[Collected data]
□ □ □

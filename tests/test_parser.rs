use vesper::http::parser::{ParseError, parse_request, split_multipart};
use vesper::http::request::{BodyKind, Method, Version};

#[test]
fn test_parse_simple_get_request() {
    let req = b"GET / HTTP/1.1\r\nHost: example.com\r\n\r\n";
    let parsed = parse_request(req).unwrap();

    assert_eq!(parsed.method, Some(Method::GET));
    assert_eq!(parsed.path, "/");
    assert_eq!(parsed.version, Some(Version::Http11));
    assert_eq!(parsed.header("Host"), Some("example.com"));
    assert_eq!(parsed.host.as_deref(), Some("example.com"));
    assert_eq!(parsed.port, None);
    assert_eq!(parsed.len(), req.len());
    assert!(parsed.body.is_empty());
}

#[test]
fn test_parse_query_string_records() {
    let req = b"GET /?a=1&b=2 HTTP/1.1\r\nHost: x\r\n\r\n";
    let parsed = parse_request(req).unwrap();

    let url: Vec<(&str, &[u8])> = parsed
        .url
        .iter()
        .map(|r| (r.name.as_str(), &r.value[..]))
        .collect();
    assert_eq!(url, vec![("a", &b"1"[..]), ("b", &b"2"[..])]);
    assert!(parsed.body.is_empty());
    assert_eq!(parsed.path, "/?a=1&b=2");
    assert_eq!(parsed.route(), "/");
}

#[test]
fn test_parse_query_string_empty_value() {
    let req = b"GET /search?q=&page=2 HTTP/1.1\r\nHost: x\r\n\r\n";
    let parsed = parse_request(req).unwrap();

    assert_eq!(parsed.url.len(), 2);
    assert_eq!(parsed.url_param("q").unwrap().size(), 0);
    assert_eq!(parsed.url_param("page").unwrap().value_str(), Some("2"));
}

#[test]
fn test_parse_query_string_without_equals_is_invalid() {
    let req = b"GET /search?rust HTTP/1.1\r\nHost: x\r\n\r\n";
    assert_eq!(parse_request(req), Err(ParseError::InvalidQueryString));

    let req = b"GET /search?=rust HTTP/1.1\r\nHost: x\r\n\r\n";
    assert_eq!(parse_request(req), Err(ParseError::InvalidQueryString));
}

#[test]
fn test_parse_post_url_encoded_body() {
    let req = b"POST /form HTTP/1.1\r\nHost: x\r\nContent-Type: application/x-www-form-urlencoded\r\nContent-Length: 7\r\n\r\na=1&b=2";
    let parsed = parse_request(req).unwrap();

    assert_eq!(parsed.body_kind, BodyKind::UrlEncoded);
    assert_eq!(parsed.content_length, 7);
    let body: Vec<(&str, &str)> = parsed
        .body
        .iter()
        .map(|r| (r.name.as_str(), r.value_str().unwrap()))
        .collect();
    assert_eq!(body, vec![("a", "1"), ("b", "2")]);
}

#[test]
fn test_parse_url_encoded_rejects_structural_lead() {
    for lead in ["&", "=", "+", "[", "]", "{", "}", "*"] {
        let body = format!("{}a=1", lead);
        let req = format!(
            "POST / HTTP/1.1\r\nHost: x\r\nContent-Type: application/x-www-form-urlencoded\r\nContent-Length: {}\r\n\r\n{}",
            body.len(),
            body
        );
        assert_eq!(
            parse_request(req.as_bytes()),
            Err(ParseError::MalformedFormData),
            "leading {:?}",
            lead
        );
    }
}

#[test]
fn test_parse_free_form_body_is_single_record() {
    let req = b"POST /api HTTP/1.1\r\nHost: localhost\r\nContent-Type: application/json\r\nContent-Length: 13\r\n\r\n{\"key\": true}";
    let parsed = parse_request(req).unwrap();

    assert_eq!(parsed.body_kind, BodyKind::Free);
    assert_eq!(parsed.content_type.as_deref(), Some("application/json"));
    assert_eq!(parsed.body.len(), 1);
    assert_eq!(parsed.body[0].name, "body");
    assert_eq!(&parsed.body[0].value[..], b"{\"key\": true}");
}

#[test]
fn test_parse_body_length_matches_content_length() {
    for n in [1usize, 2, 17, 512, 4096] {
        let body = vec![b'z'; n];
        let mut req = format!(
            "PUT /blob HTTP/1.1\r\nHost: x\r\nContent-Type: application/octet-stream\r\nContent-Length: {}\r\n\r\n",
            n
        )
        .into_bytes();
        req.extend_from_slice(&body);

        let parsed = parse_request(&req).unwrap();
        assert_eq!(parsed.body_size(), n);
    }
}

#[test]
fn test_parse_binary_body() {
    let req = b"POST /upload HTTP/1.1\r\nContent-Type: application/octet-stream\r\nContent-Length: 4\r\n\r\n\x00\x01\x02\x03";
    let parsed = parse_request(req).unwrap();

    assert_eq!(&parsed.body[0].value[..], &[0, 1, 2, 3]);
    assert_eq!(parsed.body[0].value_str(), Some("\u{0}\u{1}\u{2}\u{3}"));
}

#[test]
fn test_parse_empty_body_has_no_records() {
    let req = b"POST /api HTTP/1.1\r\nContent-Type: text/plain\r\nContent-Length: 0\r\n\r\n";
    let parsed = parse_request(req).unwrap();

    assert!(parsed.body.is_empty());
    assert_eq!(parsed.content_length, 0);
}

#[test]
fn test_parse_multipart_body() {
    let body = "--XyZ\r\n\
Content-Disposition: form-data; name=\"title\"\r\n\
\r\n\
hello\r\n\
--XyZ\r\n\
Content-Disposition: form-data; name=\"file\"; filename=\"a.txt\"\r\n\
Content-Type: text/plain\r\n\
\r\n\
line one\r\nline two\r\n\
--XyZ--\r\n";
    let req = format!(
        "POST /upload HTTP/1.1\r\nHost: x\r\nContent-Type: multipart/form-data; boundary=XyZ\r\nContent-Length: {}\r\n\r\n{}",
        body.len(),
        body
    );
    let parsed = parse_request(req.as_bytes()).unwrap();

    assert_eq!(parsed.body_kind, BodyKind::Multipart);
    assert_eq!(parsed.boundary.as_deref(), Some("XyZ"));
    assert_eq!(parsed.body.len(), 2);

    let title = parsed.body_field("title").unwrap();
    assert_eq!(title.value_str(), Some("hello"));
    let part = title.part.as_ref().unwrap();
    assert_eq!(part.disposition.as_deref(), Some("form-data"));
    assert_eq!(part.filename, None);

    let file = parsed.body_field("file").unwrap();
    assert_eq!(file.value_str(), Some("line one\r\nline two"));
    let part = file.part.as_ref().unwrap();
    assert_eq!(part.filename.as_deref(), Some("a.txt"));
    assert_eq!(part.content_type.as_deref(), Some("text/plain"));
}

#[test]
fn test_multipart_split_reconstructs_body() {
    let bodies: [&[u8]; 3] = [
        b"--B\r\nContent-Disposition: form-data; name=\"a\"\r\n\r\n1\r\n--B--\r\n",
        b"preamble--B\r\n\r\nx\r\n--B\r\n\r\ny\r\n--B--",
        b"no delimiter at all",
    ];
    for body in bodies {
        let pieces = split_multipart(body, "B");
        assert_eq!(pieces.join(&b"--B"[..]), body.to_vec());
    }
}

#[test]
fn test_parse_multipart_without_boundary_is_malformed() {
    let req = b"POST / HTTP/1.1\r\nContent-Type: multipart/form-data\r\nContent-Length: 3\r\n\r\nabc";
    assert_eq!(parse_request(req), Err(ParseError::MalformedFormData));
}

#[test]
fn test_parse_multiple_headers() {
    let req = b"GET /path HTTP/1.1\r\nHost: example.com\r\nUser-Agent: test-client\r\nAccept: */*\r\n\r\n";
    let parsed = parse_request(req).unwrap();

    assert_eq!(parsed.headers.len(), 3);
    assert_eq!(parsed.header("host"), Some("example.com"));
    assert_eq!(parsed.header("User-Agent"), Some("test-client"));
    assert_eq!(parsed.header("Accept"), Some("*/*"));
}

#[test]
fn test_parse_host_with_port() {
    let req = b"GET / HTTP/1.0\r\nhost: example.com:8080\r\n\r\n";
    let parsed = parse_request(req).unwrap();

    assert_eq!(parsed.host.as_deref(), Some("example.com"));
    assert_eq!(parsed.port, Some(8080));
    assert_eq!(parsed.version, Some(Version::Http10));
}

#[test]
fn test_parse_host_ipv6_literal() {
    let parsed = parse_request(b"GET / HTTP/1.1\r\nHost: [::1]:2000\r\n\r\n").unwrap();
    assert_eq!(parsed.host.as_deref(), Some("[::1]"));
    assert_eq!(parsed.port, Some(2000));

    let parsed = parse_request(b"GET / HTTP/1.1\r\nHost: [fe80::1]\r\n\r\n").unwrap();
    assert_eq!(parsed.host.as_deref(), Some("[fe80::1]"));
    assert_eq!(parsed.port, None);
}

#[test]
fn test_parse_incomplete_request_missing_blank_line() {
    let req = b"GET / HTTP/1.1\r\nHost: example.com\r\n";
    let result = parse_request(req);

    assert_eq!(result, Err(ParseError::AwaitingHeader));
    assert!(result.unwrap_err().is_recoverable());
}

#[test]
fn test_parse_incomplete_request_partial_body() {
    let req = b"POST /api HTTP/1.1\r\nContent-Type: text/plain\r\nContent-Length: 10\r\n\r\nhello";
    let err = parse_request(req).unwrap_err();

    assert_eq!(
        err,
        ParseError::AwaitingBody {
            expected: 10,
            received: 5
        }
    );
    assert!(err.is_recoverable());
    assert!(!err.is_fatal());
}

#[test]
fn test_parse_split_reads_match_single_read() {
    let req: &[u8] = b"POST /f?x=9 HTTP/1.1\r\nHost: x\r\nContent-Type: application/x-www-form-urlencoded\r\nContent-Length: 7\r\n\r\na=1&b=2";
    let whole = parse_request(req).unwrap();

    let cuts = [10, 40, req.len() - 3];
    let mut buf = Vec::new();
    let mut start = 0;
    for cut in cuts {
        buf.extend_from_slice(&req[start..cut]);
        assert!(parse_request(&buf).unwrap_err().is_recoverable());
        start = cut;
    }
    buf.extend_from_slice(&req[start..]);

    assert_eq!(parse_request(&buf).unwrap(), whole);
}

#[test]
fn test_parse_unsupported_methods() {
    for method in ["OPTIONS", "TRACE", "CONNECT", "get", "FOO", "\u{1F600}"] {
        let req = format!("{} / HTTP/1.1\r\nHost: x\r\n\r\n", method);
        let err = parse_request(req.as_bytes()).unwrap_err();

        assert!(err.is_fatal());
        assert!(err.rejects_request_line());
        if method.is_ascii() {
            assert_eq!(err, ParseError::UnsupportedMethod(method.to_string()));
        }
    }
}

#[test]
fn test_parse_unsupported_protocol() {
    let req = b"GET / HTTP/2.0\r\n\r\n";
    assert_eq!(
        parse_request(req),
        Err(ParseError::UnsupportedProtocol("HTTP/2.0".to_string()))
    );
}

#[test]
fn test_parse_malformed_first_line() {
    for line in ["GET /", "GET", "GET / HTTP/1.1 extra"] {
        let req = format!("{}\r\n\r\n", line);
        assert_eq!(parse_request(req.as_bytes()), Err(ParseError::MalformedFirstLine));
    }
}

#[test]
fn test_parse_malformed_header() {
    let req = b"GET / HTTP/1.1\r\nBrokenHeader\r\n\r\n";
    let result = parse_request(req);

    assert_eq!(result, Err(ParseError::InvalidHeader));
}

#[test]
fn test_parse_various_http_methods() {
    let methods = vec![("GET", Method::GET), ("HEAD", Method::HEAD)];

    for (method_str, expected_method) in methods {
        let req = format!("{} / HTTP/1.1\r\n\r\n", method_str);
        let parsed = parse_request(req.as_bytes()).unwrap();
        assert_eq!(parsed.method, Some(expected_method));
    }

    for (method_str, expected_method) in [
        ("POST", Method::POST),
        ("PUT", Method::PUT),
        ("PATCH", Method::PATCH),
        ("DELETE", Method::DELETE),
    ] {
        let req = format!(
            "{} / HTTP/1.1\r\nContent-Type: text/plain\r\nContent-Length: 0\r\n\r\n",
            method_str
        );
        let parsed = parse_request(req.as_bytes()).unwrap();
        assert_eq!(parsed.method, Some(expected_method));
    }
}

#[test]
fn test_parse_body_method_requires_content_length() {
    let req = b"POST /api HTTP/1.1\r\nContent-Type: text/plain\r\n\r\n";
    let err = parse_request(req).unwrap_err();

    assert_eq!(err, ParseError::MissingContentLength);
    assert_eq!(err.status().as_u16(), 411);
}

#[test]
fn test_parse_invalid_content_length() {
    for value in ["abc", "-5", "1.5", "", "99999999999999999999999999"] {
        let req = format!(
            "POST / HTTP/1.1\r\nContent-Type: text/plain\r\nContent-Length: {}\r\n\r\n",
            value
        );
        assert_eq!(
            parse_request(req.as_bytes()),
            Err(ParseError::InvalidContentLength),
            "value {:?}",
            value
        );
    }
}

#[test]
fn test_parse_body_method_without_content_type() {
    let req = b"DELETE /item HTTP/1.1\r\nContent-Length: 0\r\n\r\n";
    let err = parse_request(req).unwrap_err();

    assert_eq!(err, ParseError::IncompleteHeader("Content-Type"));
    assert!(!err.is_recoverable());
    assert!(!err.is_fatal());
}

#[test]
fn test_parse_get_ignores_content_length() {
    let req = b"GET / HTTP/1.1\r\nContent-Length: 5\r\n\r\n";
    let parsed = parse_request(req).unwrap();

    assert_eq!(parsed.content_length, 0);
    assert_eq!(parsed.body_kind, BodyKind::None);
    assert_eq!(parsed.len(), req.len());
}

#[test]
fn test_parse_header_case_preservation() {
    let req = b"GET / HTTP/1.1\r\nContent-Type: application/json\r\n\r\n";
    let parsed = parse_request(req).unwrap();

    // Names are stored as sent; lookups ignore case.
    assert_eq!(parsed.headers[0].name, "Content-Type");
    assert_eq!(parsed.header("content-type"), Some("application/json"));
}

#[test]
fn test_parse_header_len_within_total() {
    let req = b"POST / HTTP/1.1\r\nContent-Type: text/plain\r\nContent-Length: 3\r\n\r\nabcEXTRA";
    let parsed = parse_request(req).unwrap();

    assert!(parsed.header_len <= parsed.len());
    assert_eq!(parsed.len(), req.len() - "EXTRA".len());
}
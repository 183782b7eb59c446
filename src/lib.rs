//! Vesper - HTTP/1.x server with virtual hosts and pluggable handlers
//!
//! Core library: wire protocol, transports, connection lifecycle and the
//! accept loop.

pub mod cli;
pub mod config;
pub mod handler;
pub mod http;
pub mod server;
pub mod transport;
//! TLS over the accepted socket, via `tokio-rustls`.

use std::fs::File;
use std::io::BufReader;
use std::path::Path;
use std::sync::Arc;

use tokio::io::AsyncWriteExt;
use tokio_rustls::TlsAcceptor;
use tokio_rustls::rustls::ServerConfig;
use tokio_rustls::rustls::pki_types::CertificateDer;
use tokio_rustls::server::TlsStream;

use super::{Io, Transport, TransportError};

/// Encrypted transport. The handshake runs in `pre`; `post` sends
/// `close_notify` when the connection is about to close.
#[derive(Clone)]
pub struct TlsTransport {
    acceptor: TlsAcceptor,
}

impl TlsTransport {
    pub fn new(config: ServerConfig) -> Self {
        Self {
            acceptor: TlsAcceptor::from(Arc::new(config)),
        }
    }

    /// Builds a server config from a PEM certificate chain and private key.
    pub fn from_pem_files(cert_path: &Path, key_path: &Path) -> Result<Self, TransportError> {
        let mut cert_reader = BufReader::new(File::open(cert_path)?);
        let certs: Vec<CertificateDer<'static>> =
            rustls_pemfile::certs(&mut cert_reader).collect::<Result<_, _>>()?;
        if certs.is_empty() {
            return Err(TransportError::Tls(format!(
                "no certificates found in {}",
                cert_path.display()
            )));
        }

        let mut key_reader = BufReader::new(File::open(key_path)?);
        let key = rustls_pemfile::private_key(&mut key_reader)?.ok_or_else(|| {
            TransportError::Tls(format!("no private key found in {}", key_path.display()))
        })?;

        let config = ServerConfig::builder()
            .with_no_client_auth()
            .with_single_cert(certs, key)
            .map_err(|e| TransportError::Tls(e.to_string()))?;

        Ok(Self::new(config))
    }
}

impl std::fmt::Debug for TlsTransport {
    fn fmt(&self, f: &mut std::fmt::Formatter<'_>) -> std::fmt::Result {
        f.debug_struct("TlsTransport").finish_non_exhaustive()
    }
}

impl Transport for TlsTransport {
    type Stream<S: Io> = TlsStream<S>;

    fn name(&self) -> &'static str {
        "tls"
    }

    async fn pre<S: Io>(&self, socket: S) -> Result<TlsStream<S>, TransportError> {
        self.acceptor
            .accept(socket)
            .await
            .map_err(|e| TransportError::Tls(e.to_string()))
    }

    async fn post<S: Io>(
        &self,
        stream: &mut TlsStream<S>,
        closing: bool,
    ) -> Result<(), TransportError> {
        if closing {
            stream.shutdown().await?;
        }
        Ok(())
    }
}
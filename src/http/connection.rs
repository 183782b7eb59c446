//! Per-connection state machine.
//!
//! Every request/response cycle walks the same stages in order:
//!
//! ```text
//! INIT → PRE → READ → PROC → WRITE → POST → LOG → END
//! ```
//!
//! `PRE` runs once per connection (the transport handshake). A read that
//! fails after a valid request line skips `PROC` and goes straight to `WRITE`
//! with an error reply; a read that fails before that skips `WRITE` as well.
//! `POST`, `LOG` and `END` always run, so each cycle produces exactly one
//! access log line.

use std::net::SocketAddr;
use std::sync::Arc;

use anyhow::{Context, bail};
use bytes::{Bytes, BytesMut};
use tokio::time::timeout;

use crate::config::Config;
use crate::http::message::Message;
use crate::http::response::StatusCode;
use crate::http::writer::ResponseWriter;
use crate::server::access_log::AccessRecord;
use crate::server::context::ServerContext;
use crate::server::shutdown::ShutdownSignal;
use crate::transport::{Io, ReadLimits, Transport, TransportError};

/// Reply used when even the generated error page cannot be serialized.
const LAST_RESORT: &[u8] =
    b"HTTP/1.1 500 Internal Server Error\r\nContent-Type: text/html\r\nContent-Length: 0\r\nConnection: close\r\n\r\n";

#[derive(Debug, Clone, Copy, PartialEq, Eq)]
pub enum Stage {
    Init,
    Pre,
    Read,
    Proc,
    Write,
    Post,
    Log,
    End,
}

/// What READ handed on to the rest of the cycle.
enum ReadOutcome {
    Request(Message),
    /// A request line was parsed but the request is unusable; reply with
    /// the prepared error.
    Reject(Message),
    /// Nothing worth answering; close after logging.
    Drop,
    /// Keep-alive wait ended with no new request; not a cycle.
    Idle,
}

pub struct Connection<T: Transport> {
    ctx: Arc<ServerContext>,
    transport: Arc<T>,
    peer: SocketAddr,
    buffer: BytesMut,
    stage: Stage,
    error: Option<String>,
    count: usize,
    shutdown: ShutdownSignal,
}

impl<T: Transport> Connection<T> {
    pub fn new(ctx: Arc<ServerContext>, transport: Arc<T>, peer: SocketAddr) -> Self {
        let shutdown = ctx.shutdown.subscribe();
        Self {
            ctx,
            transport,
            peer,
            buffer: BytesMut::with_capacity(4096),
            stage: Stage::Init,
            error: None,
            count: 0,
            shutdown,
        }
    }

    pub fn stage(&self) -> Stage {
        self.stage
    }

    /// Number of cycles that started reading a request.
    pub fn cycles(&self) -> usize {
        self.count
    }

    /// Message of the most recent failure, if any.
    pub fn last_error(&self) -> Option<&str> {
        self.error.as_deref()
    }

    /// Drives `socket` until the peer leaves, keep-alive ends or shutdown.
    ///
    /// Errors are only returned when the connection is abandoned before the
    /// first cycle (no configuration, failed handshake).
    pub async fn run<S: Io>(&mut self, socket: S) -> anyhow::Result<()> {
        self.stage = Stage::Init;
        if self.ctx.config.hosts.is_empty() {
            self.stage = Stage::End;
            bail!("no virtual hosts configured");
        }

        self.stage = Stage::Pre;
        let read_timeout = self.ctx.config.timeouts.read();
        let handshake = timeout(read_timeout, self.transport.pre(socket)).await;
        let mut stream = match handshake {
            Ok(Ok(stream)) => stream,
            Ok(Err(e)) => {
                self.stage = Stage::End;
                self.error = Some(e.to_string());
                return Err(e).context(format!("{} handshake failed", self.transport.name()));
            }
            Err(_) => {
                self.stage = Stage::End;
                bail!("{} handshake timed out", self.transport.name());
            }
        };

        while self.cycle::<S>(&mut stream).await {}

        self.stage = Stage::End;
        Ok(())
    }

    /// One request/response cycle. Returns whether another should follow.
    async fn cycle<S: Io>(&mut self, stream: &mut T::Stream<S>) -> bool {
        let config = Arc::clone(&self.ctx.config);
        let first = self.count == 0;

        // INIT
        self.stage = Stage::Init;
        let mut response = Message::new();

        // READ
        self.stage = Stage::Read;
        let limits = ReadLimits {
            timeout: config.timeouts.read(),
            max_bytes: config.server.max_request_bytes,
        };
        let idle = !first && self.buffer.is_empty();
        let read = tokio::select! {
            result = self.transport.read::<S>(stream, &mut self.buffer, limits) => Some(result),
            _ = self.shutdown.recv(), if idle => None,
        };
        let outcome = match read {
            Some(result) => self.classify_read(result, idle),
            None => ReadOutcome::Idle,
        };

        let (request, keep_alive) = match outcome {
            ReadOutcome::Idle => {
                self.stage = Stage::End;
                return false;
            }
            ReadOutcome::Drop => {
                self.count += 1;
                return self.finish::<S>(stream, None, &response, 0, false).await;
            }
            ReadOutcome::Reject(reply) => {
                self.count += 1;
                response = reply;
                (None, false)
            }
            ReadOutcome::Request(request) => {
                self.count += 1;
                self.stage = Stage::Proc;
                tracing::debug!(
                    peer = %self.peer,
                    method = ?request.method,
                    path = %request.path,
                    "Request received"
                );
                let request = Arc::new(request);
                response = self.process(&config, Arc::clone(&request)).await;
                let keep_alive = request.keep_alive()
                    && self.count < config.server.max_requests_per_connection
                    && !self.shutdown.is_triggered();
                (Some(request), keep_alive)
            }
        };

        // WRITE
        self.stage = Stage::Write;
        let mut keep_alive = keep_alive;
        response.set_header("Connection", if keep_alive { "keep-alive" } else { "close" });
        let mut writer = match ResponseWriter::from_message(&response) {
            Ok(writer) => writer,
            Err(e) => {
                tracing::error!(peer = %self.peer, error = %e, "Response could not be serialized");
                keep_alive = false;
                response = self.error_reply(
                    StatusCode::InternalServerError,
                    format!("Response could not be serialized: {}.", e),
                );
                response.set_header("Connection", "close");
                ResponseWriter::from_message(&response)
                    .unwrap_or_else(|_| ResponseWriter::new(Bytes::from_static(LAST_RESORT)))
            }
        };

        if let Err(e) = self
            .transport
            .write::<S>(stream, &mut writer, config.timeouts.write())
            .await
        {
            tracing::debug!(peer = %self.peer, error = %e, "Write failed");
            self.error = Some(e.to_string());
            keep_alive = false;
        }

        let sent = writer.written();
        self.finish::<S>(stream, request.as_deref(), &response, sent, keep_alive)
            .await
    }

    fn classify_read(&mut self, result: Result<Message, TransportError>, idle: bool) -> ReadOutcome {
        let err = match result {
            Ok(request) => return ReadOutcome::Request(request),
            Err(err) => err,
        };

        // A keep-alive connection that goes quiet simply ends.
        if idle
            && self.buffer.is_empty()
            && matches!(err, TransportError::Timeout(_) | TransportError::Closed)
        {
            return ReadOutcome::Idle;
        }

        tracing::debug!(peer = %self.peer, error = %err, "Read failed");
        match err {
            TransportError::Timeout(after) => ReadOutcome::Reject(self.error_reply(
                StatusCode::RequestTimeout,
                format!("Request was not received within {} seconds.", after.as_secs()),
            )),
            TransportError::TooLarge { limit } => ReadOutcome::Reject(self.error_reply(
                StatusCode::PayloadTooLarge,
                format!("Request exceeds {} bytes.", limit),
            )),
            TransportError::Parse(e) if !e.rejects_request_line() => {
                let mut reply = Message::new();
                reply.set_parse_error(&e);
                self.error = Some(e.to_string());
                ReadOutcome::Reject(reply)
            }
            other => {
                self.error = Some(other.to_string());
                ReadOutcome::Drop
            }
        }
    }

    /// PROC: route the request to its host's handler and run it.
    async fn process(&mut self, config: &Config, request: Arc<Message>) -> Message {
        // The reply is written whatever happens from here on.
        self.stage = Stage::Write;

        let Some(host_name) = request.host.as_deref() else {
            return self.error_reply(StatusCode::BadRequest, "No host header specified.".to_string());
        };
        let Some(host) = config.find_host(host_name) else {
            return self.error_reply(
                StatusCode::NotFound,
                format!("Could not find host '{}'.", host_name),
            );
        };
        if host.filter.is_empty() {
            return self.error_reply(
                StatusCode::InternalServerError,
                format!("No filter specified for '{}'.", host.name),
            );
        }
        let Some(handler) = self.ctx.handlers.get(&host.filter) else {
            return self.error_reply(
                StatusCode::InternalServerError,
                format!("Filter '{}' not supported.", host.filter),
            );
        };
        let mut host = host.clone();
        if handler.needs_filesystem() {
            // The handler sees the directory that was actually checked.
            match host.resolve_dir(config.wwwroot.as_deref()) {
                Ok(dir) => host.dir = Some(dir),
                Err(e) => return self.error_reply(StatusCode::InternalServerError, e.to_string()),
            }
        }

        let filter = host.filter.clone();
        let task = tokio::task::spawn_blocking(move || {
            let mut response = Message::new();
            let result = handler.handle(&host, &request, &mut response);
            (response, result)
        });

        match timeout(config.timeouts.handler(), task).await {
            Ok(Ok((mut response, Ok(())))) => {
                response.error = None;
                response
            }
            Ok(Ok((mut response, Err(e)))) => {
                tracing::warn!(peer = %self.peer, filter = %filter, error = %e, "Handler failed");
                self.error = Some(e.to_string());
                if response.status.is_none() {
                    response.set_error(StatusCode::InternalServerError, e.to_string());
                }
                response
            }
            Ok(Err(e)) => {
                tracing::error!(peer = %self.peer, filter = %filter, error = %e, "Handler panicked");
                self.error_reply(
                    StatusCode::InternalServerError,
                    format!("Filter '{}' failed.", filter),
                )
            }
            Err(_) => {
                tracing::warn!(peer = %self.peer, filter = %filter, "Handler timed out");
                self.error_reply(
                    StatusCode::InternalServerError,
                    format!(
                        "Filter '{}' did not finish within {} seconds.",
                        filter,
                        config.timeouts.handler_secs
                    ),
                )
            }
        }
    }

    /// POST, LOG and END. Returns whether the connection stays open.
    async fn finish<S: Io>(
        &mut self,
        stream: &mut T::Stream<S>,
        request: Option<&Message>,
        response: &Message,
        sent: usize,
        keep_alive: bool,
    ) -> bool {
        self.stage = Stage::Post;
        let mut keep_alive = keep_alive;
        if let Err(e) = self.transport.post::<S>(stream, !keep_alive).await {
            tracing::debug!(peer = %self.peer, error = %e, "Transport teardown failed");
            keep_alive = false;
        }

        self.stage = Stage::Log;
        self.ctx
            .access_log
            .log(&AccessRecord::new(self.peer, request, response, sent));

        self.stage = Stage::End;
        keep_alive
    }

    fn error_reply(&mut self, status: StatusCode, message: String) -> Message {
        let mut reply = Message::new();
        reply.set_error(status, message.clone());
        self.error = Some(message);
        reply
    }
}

□ □ □

Task directions >>
With the line holding "was not received" as the first and the line holding "let Some(handler) = self.ctx.handlers.get(&host.filter)" as the last, set down that range of the entries above exactly, and nothing else.

Solution to this problem >>
                format!("Request was not received within {} seconds.", after.as_secs()),
            )),
            TransportError::TooLarge { limit } => ReadOutcome::Reject(self.error_reply(
                StatusCode::PayloadTooLarge,
                format!("Request exceeds {} bytes.", limit),
            )),
            TransportError::Parse(e) if !e.rejects_request_line() => {
                let mut reply = Message::new();
                reply.set_parse_error(&e);
                self.error = Some(e.to_string());
                ReadOutcome::Reject(reply)
            }
            other => {
                self.error = Some(other.to_string());
                ReadOutcome::Drop
            }
        }
    }

    /// PROC: route the request to its host's handler and run it.
    async fn process(&mut self, config: &Config, request: Arc<Message>) -> Message {
        // The reply is written whatever happens from here on.
        self.stage = Stage::Write;

        let Some(host_name) = request.host.as_deref() else {
            return self.error_reply(StatusCode::BadRequest, "No host header specified.".to_string());
        };
        let Some(host) = config.find_host(host_name) else {
            return self.error_reply(
                StatusCode::NotFound,
                format!("Could not find host '{}'.", host_name),
            );
        };
        if host.filter.is_empty() {
            return self.error_reply(
                StatusCode::InternalServerError,
                format!("No filter specified for '{}'.", host.name),
            );
        }
        let Some(handler) = self.ctx.handlers.get(&host.filter) else {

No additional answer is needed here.